**What is needed**
Wherever a line holds the word "tracing", copy that line from the data.

*** Provided data ***

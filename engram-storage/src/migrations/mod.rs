//! Forward-only schema migrations.
//!
//! `run_migrations` creates any missing base tables, then walks
//! `meta.schema_version` up to [`SCHEMA_VERSION`]. Each step runs inside one
//! transaction that ends by bumping the version row, so a partial migration
//! cannot be observed.

mod base;
mod helpers;
mod v002_project_scoping;
mod v003_session_metadata;
mod v004_fact_embeddings;
mod v005_source_mtime;
mod v006_operations_health;

use rusqlite::Connection;

use engram_core::errors::{EngramError, EngramResult, StorageError};

use crate::to_storage_err;

pub use helpers::{add_column_if_missing, column_exists, index_exists, table_exists};

/// Current schema version.
pub const SCHEMA_VERSION: u32 = 6;

type MigrationFn = fn(&Connection) -> EngramResult<()>;

const MIGRATIONS: &[(u32, MigrationFn)] = &[
    (2, v002_project_scoping::migrate),
    (3, v003_session_metadata::migrate),
    (4, v004_fact_embeddings::migrate),
    (5, v005_source_mtime::migrate),
    (6, v006_operations_health::migrate),
];

/// Idempotent schema bring-up: base tables, then forward migrations.
pub fn run_migrations(conn: &Connection) -> EngramResult<()> {
    base::create_base_schema(conn)?;

    let current = schema_version(conn)?;
    if current > SCHEMA_VERSION {
        // A newer writer owns this file. Leave it alone; statements that
        // depend on columns we do not know about will surface their own
        // errors.
        tracing::warn!(
            found = current,
            supported = SCHEMA_VERSION,
            "store schema is newer than this build"
        );
        return Ok(());
    }

    for (version, migrate) in MIGRATIONS {
        if current < *version {
            apply(conn, *version, *migrate)?;
        }
    }
    Ok(())
}

/// Read `meta.schema_version`.
pub fn schema_version(conn: &Connection) -> EngramResult<u32> {
    let value: String = conn
        .query_row(
            "SELECT value FROM meta WHERE key = 'schema_version'",
            [],
            |row| row.get(0),
        )
        .map_err(|e| to_storage_err(e.to_string()))?;
    value
        .parse()
        .map_err(|e| to_storage_err(format!("unparseable schema_version '{value}': {e}")))
}

fn apply(conn: &Connection, version: u32, migrate: MigrationFn) -> EngramResult<()> {
    let tx = conn.unchecked_transaction().map_err(|e| {
        migration_failed(version, format!("begin: {e}"))
    })?;

    let result = migrate(&tx).and_then(|()| {
        tx.execute(
            "UPDATE meta SET value = ?1 WHERE key = 'schema_version'",
            [version.to_string()],
        )
        .map_err(|e| to_storage_err(e.to_string()))?;
        Ok(())
    });

    match result {
        Ok(()) => {
            tx.commit()
                .map_err(|e| migration_failed(version, format!("commit: {e}")))?;
            tracing::debug!(version, "schema migrated");
            Ok(())
        }
        Err(e) => {
            let _ = tx.rollback();
            Err(migration_failed(version, e.to_string()))
        }
    }
}

fn migration_failed(version: u32, reason: String) -> EngramError {
    EngramError::Storage(StorageError::MigrationFailed { version, reason })
}
//! Archive document model and its JSON persistence.
//!
//! On disk a `.perzip` file is a single JSON document:
//!
//! ```text
//! {
//!     "public_key":  "<base64 (e, n)>",
//!     "private_key": "<base64 (d, n)>",
//!     "files": [
//!         { "file_name": "dir/a.txt",
//!           "file_data": "<base64 packed huffman bits>",
//!           "huffman_table": [ { "letter": 65, "code": "01" }, ... ],
//!           "sha256": "<hex digest of plaintext, optional>" }
//!     ]
//! }
//! ```

use crate::error::{PerzipError, Result};
use crate::pipeline::{CodeTable, Key, KeyPair};
use serde::{Deserialize, Serialize};
use serde_json::{Map, Value};
use std::fs::File;
use std::io::{BufWriter, Write};
use std::path::Path;

/// Conventional archive file extension
pub const ARCHIVE_EXTENSION: &str = "perzip";

#[derive(Debug, Clone, Serialize, Deserialize)]
struct TableRecord {
    letter: u8,
    code: String,
}

#[derive(Debug, Clone, Serialize, Deserialize)]
struct EntryRecord {
    file_name: String,
    file_data: String,
    huffman_table: Vec<TableRecord>,
    #[serde(default, skip_serializing_if = "Option::is_none")]
    sha256: Option<String>,
}

#[derive(Debug, Serialize)]
struct DocumentRecord {
    public_key: String,
    private_key: String,
    files: Vec<EntryRecord>,
}

/// One archived file: encoded payload plus the table needed to decode it
#[derive(Debug, Clone, PartialEq, Eq)]
pub struct ArchiveEntry {
    /// Archive-relative path, `/`-separated
    pub name: String,
    /// Base64 of the packed Huffman bit stream
    pub data: String,
    pub table: CodeTable,
    /// Hex SHA-256 of the original plaintext
    pub sha256: Option<String>,
}

impl ArchiveEntry {
    fn to_record(&self) -> EntryRecord {
        EntryRecord {
            file_name: self.name.clone(),
            file_data: self.data.clone(),
            huffman_table: self
                .table
                .iter()
                .map(|(letter, code)| TableRecord {
                    letter,
                    code: code.to_string(),
                })
                .collect(),
            sha256: self.sha256.clone(),
        }
    }

    fn from_record(record: EntryRecord) -> Result<Self> {
        if record.huffman_table.is_empty() {
            return Err(PerzipError::InvalidFormat(format!(
                "entry {} has an empty huffman_table",
                record.file_name
            )));
        }
        let table = CodeTable::from_entries(
            record
                .huffman_table
                .into_iter()
                .map(|r| (r.letter, r.code)),
        )?;
        Ok(Self {
            name: record.file_name,
            data: record.file_data,
            table,
            sha256: record.sha256,
        })
    }
}

/// Keypair plus entries, in insertion order
#[derive(Debug, Clone, PartialEq, Eq)]
pub struct Archive {
    pub keys: KeyPair,
    pub entries: Vec<ArchiveEntry>,
}

impl Archive {
    pub fn new(keys: KeyPair) -> Self {
        Self {
            keys,
            entries: Vec::new(),
        }
    }

    pub fn entry_count(&self) -> usize {
        self.entries.len()
    }

    /// Entry names in sorted order
    pub fn names(&self) -> Vec<String> {
        let mut names: Vec<String> = self.entries.iter().map(|e| e.name.clone()).collect();
        names.sort();
        names
    }

    /// Serialize to the JSON document, pretty-printed with 4-space indents
    pub fn to_bytes(&self) -> Result<Vec<u8>> {
        let document = DocumentRecord {
            public_key: self.keys.public.to_text(),
            private_key: self.keys.private.to_text(),
            files: self.entries.iter().map(ArchiveEntry::to_record).collect(),
        };

        let mut out = Vec::new();
        let formatter = serde_json::ser::PrettyFormatter::with_indent(b"    ");
        let mut serializer = serde_json::Serializer::with_formatter(&mut out, formatter);
        document.serialize(&mut serializer)?;
        Ok(out)
    }

    /// Parse and validate an archive document.
    ///
    /// Missing or undecodable keys, keys with differing moduli and a missing
    /// or empty `files` array are fatal. Individual malformed file entries are dropped with a warning.
    pub fn from_bytes(data: &[u8]) -> Result<Self> {
        let value: Value = serde_json::from_slice(data)?;
        let object = value
            .as_object()
            .ok_or_else(|| PerzipError::InvalidFormat("document is not a JSON object".into()))?;

        let keys = KeyPair {
            public: read_key(object, "public_key")?,
            private: read_key(object, "private_key")?,
        };
        if keys.public.modulus != keys.private.modulus {
            return Err(PerzipError::InvalidFormat(format!(
                "public modulus {} does not match private modulus {}",
                keys.public.modulus, keys.private.modulus
            )));
        }

        let files = object
            .get("files")
            .and_then(Value::as_array)
            .ok_or_else(|| PerzipError::InvalidFormat("missing files array".into()))?;
        if files.is_empty() {
            return Err(PerzipError::InvalidFormat("files array is empty".into()));
        }

        let mut entries = Vec::with_capacity(files.len());
        for (index, raw) in files.iter().enumerate() {
            let parsed = serde_json::from_value::<EntryRecord>(raw.clone())
                .map_err(PerzipError::from)
                .and_then(ArchiveEntry::from_record);
            match parsed {
                Ok(entry) => entries.push(entry),
                Err(e) => {
                    let name = raw.get("file_name").and_then(Value::as_str).unwrap_or("?");
                    tracing::warn!(index, file = name, error = %e, "dropping malformed archive entry");
                }
            }
        }

        Ok(Self { keys, entries })
    }
}

fn read_key(object: &Map<String, Value>, field: &str) -> Result<Key> {
    let text = object
        .get(field)
        .and_then(Value::as_str)
        .ok_or_else(|| PerzipError::InvalidFormat(format!("missing {}", field)))?;
    Key::from_text(text).map_err(|e| PerzipError::InvalidFormat(format!("{}: {}", field, e)))
}

/// Read an archive from disk
pub fn read_archive_file(path: &Path) -> Result<Archive> {
    let data = std::fs::read(path)?;
    Archive::from_bytes(&data)
}

/// Write an archive to disk (creates new file or overwrites)
pub fn write_archive_file(path: &Path, archive: &Archive) -> Result<()> {
    let bytes = archive.to_bytes()?;
    let mut writer = BufWriter::new(File::create(path)?);
    writer.write_all(&bytes)?;
    writer.flush()?;
    Ok(())
}

#[cfg(test)]
mod tests {
    use super::*;
    use crate::pipeline::generate_keys;
    use serde_json::json;
    use tempfile::tempdir;

    fn sample_archive() -> Archive {
        let mut archive = Archive::new(generate_keys(61, 53).unwrap());
        archive.entries.push(ArchiveEntry {
            name: "dir/b.txt".into(),
            data: "CAE=".into(),
            table: CodeTable::from_entries(vec![(1, "0".into()), (2, "1".into())]).unwrap(),
            sha256: None,
        });
        archive.entries.push(ArchiveEntry {
            name: "a.txt".into(),
            data: "CAI=".into(),
            table: CodeTable::from_entries(vec![(9, "0".into())]).unwrap(),
            sha256: Some("00ff".into()),
        });
        archive
    }

    fn keys_json() -> (String, String) {
        let keys = generate_keys(61, 53).unwrap();
        (keys.public.to_text(), keys.private.to_text())
    }

    #[test]
    fn test_document_shape() {
        let bytes = sample_archive().to_bytes().unwrap();
        let value: Value = serde_json::from_slice(&bytes).unwrap();

        assert!(value["public_key"].is_string());
        assert!(value["private_key"].is_string());
        let files = value["files"].as_array().unwrap();
        assert_eq!(files.len(), 2);
        assert_eq!(files[0]["file_name"], "dir/b.txt");
        assert_eq!(files[0]["huffman_table"][0]["letter"], 1);
        assert_eq!(files[0]["huffman_table"][0]["code"], "0");
        assert!(files[0].get("sha256").is_none());
        assert_eq!(files[1]["sha256"], "00ff");
    }

    #[test]
    fn test_document_uses_four_space_indent() {
        let text = String::from_utf8(sample_archive().to_bytes().unwrap()).unwrap();
        assert!(text.contains("\n    \"public_key\""));
    }

    #[test]
    fn test_bytes_roundtrip() {
        let archive = sample_archive();
        let parsed = Archive::from_bytes(&archive.to_bytes().unwrap()).unwrap();
        assert_eq!(parsed, archive);
        assert_eq!(parsed.names(), vec!["a.txt".to_string(), "dir/b.txt".to_string()]);
    }

    #[test]
    fn test_file_roundtrip() {
        let dir = tempdir().unwrap();
        let path = dir.path().join("test.perzip");
        let archive = sample_archive();
        write_archive_file(&path, &archive).unwrap();
        assert_eq!(read_archive_file(&path).unwrap(), archive);
    }

    #[test]
    fn test_missing_key_is_fatal() {
        let (public, _) = keys_json();
        let doc = json!({ "public_key": public, "files": [] });
        let err = Archive::from_bytes(doc.to_string().as_bytes()).unwrap_err();
        assert!(matches!(err, PerzipError::InvalidFormat(_)));
    }

    #[test]
    fn test_undecodable_key_is_fatal() {
        let (public, _) = keys_json();
        let doc = json!({
            "public_key": public,
            "private_key": "AAAA",
            "files": [{ "file_name": "a", "file_data": "", "huffman_table": [{ "letter": 1, "code": "0" }] }]
        });
        let err = Archive::from_bytes(doc.to_string().as_bytes()).unwrap_err();
        assert!(matches!(err, PerzipError::InvalidFormat(_)));
    }

    #[test]
    fn test_mismatched_moduli_is_fatal() {
        let (public, _) = keys_json();
        let other = generate_keys(67, 71).unwrap();
        let doc = json!({
            "public_key": public,
            "private_key": other.private.to_text(),
            "files": [{ "file_name": "a", "file_data": "CAE=", "huffman_table": [{ "letter": 1, "code": "0" }] }]
        });
        let err = Archive::from_bytes(doc.to_string().as_bytes()).unwrap_err();
        assert!(matches!(err, PerzipError::InvalidFormat(_)));
    }

    #[test]
    fn test_empty_files_is_fatal() {
        let (public, private) = keys_json();
        let doc = json!({ "public_key": public, "private_key": private, "files": [] });
        assert!(Archive::from_bytes(doc.to_string().as_bytes()).is_err());

        let doc = json!({ "public_key": public, "private_key": private, "files": {} });
        assert!(Archive::from_bytes(doc.to_string().as_bytes()).is_err());
    }

    #[test]
    fn test_malformed_entries_are_dropped() {
        let (public, private) = keys_json();
        let doc = json!({
            "public_key": public,
            "private_key": private,
            "files": [
                { "file_name": "good", "file_data": "CAE=", "huffman_table": [{ "letter": 1, "code": "0" }] },
                { "file_name": "no-data", "huffman_table": [{ "letter": 1, "code": "0" }] },
                { "file_name": "empty-table", "file_data": "CAE=", "huffman_table": [] },
                { "file_name": "bad-letter", "file_data": "CAE=", "huffman_table": [{ "letter": 300, "code": "0" }] },
                { "file_name": "bad-code", "file_data": "CAE=", "huffman_table": [{ "letter": 1, "code": 5 }] },
                "not an object"
            ]
        });
        let archive = Archive::from_bytes(doc.to_string().as_bytes()).unwrap();
        assert_eq!(archive.names(), vec!["good".to_string()]);
    }

    #[test]
    fn test_not_json() {
        assert!(matches!(Archive::from_bytes(b"{oops"), Err(PerzipError::Json(_))));
        assert!(matches!(Archive::from_bytes(b"[1, 2]"), Err(PerzipError::InvalidFormat(_))));
    }
}
//! Small-integer modular arithmetic backing the byte cipher.

/// Compute `base^exponent mod modulus` by square-and-multiply.
///
/// Intermediate products are widened to `u128`, so any `u64` modulus is safe.
/// A modulus of 1 yields 0 (every value is congruent to 0 mod 1); a modulus
/// of 0 has no ring to reduce into and is treated the same way.
pub fn power_modulus(base: u64, exponent: u64, modulus: u64) -> u64 {
    if modulus <= 1 {
        return 0;
    }

    let m = modulus as u128;
    let mut result: u128 = 1;
    let mut base = base as u128 % m;
    let mut exponent = exponent;

    while exponent > 0 {
        if exponent & 1 == 1 {
            result = result * base % m;
        }
        base = base * base % m;
        exponent >>= 1;
    }

    result as u64
}

/// Find `d` in `[2, phi)` with `e * d ≡ 1 (mod phi)` by linear search.
///
/// This is deliberately the brute-force scan, so cost grows with `phi`;
/// only small key seeds are practical. Returns `None` when no inverse exists
/// in range.
pub fn modular_inverse(e: u64, phi: u64) -> Option<u64> {
    (2..phi).find(|&d| (e as u128 * d as u128) % phi as u128 == 1)
}

/// Greatest common divisor.
pub fn gcd(mut a: u64, mut b: u64) -> u64 {
    while b != 0 {
        let t = a % b;
        a = b;
        b = t;
    }
    a
}

/// Trial-division primality test, adequate for 32-bit key seeds.
pub fn is_prime(n: u64) -> bool {
    if n < 2 {
        return false;
    }
    if n % 2 == 0 {
        return n == 2;
    }
    let mut i = 3u64;
    while i * i <= n {
        if n % i == 0 {
            return false;
        }
        i += 2;
    }
    true
}

#[cfg(test)]
mod tests {
    use super::*;

    #[test]
    fn test_power_modulus_known_values() {
        assert_eq!(power_modulus(4, 13, 497), 445);
        assert_eq!(power_modulus(2, 10, 1000), 24);
        assert_eq!(power_modulus(65, 7, 3233), 1317);
        assert_eq!(power_modulus(1317, 1783, 3233), 65);
    }

    #[test]
    fn test_power_modulus_zero_exponent() {
        assert_eq!(power_modulus(123, 0, 97), 1);
        assert_eq!(power_modulus(0, 0, 97), 1);
    }

    #[test]
    fn test_power_modulus_degenerate_modulus() {
        assert_eq!(power_modulus(5, 3, 1), 0);
        assert_eq!(power_modulus(5, 0, 1), 0);
        assert_eq!(power_modulus(5, 3, 0), 0);
    }

    #[test]
    fn test_power_modulus_large_operands() {
        // (2^32 - 1)^2 overflows u64 without widening
        let m = u32::MAX as u64;
        let base = m - 1;
        assert_eq!(power_modulus(base, 2, m), 1);
    }

    #[test]
    fn test_modular_inverse() {
        assert_eq!(modular_inverse(7, 3120), Some(1783));
        assert_eq!(modular_inverse(3, 11), Some(4));
        // 4 and 8 share a factor, no inverse exists
        assert_eq!(modular_inverse(4, 8), None);
        assert_eq!(modular_inverse(1, 2), None);
    }

    #[test]
    fn test_gcd() {
        assert_eq!(gcd(3120, 7), 1);
        assert_eq!(gcd(3120, 2), 2);
        assert_eq!(gcd(12, 18), 6);
        assert_eq!(gcd(5, 0), 5);
    }

    #[test]
    fn test_is_prime() {
        let primes = [2u64, 3, 5, 53, 61, 65_521];
        for p in primes {
            assert!(is_prime(p), "{} should be prime", p);
        }
        for n in [0u64, 1, 4, 9, 3233, 65_535] {
            assert!(!is_prime(n), "{} should not be prime", n);
        }
    }
}
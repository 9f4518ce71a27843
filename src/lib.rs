//! Perzip - encrypted, Huffman-compressed single-file archives
//!
//! A `.perzip` archive is one JSON document holding a keypair and one entry
//! per archived file. Each entry carries its own Huffman code table, so
//! entries decode independently and can be extracted selectively.
//!
//! ## Transform Pipeline
//!
//! Each file goes through the following transforms:
//!
//! ```text
//! Input → Encrypt → Huffman → Pack → Base64 → Entry
//! ```
//!
//! - **Encrypt**: byte-wise modular exponentiation, each byte becomes a 4-byte word
//! - **Huffman**: per-file code table built from the ciphertext histogram
//! - **Pack**: bit string packed MSB-first behind a valid-bits header byte
//! - **Base64**: makes the payload safe to embed in JSON
//!
//! Extraction runs the inverse chain for every entry whose name matches a
//! pattern and remaps the output path (see [`remap`]).
//!
//! The cipher is textbook RSA over small integers with no padding. It
//! obscures data; it does not protect it.
//!
//! ## Example
//!
//! ```no_run
//! use perzip::cli::{compress_to_file, extract_from_file, CompressOptions, ExtractOptions};
//! use std::path::Path;
//!
//! compress_to_file(
//!     Path::new("docs"),
//!     Path::new("docs.perzip"),
//!     &CompressOptions { p: 61, q: 53, threads: None },
//! ).unwrap();
//!
//! extract_from_file(
//!     Path::new("docs.perzip"),
//!     Path::new("restored"),
//!     &ExtractOptions { pattern: "docs/*".into(), ..Default::default() },
//! ).unwrap();
//! ```

pub mod archive;
pub mod cli;
pub mod entry;
pub mod error;
pub mod pipeline;
pub mod remap;
pub mod scan;

pub use archive::{read_archive_file, write_archive_file, Archive, ArchiveEntry};
pub use error::{PerzipError, Result};
pub use pipeline::{generate_keys, CodeTable, Key, KeyPair};
use crate::error::{PerzipError, Result};
use crate::pipeline::codec::{integers_to_text, text_to_integers};
use crate::pipeline::modular::{gcd, is_prime, modular_inverse};

/// One half of a keypair: an exponent and the shared modulus
#[derive(Debug, Clone, Copy, PartialEq, Eq)]
pub struct Key {
    pub exponent: u32,
    pub modulus: u32,
}

impl Key {
    pub fn new(exponent: u32, modulus: u32) -> Self {
        Self { exponent, modulus }
    }

    /// Encode as Base64 of two big-endian 32-bit words: exponent, modulus
    pub fn to_text(&self) -> String {
        integers_to_text(&[self.exponent, self.modulus])
    }

    /// Decode key text produced by [`Key::to_text`]
    pub fn from_text(text: &str) -> Result<Self> {
        let values = text_to_integers(text)?;
        match values.as_slice() {
            [exponent, modulus] if *modulus > 0 => Ok(Self::new(*exponent, *modulus)),
            [_, _] => Err(PerzipError::Codec("key modulus is zero".into())),
            other => Err(PerzipError::Codec(format!(
                "key must hold 2 integers, found {}",
                other.len()
            ))),
        }
    }
}

/// Public `(e, n)` and private `(d, n)` halves sharing one modulus
#[derive(Debug, Clone, Copy, PartialEq, Eq)]
pub struct KeyPair {
    pub public: Key,
    pub private: Key,
}

/// Derive a keypair from two prime seeds.
///
/// `e` is the smallest integer >= 2 coprime to `φ = (p-1)(q-1)` and `d` its
/// inverse found by linear search. Seeds must be distinct primes whose product
/// fits the 32-bit key encoding.
pub fn generate_keys(p: u32, q: u32) -> Result<KeyPair> {
    for seed in [p, q] {
        if !is_prime(seed as u64) {
            return Err(PerzipError::Configuration(format!(
                "key seed {} is not prime",
                seed
            )));
        }
    }
    if p == q {
        return Err(PerzipError::Configuration(format!(
            "key seeds must differ (both are {})",
            p
        )));
    }

    let n = p.checked_mul(q).ok_or_else(|| {
        PerzipError::Configuration(format!(
            "modulus {} * {} does not fit in 32 bits",
            p, q
        ))
    })?;
    let phi = (p as u64 - 1) * (q as u64 - 1);

    let e = (2..phi).find(|&e| gcd(e, phi) == 1).ok_or_else(|| {
        PerzipError::Configuration(format!(
            "no public exponent coprime to phi={} for seeds {} and {}",
            phi, p, q
        ))
    })?;

    let d = modular_inverse(e, phi).ok_or_else(|| {
        PerzipError::Configuration(format!("public exponent {} has no inverse mod {}", e, phi))
    })?;

    tracing::debug!(n, phi, e, "generated keypair");

    Ok(KeyPair {
        public: Key::new(e as u32, n),
        private: Key::new(d as u32, n),
    })
}

#[cfg(test)]
mod tests {
    use super::*;

    #[test]
    fn test_textbook_seeds() {
        let keys = generate_keys(61, 53).unwrap();
        assert_eq!(keys.public, Key::new(7, 3233));
        assert_eq!(keys.private, Key::new(1783, 3233));
    }

    #[test]
    fn test_key_invariant_holds() {
        for (p, q) in [(61, 53), (17, 19), (101, 103), (251, 257)] {
            let keys = generate_keys(p, q).unwrap();
            let phi = (p as u64 - 1) * (q as u64 - 1);
            let e = keys.public.exponent as u64;
            let d = keys.private.exponent as u64;
            assert!(e > 1 && e < phi);
            assert_eq!(gcd(e, phi), 1);
            assert_eq!(e * d % phi, 1);
            assert_eq!(keys.public.modulus, p * q);
            assert_eq!(keys.private.modulus, p * q);
        }
    }

    #[test]
    fn test_degenerate_seeds_rejected() {
        assert!(matches!(generate_keys(2, 3), Err(PerzipError::Configuration(_))));
        assert!(matches!(generate_keys(61, 61), Err(PerzipError::Configuration(_))));
        assert!(matches!(generate_keys(60, 53), Err(PerzipError::Configuration(_))));
        assert!(matches!(generate_keys(1, 53), Err(PerzipError::Configuration(_))));
    }

    #[test]
    fn test_oversized_modulus_rejected() {
        let err = generate_keys(65_537, 65_539).unwrap_err();
        assert!(matches!(err, PerzipError::Configuration(_)));
    }

    #[test]
    fn test_key_text_roundtrip() {
        let key = Key::new(1783, 3233);
        assert_eq!(Key::from_text(&key.to_text()).unwrap(), key);
    }

    #[test]
    fn test_key_text_wrong_arity() {
        let text = integers_to_text(&[1, 2, 3]);
        assert!(matches!(Key::from_text(&text), Err(PerzipError::Codec(_))));
        let zero = integers_to_text(&[7, 0]);
        assert!(matches!(Key::from_text(&zero), Err(PerzipError::Codec(_))));
    }
}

*** End of Provided data ***

**Written solution**
        tracing::warn!(
            tracing::debug!(version, "schema migrated");
                    tracing::warn!(index, file = name, error = %e, "dropping malformed archive entry");
    tracing::debug!(n, phi, e, "generated keypair");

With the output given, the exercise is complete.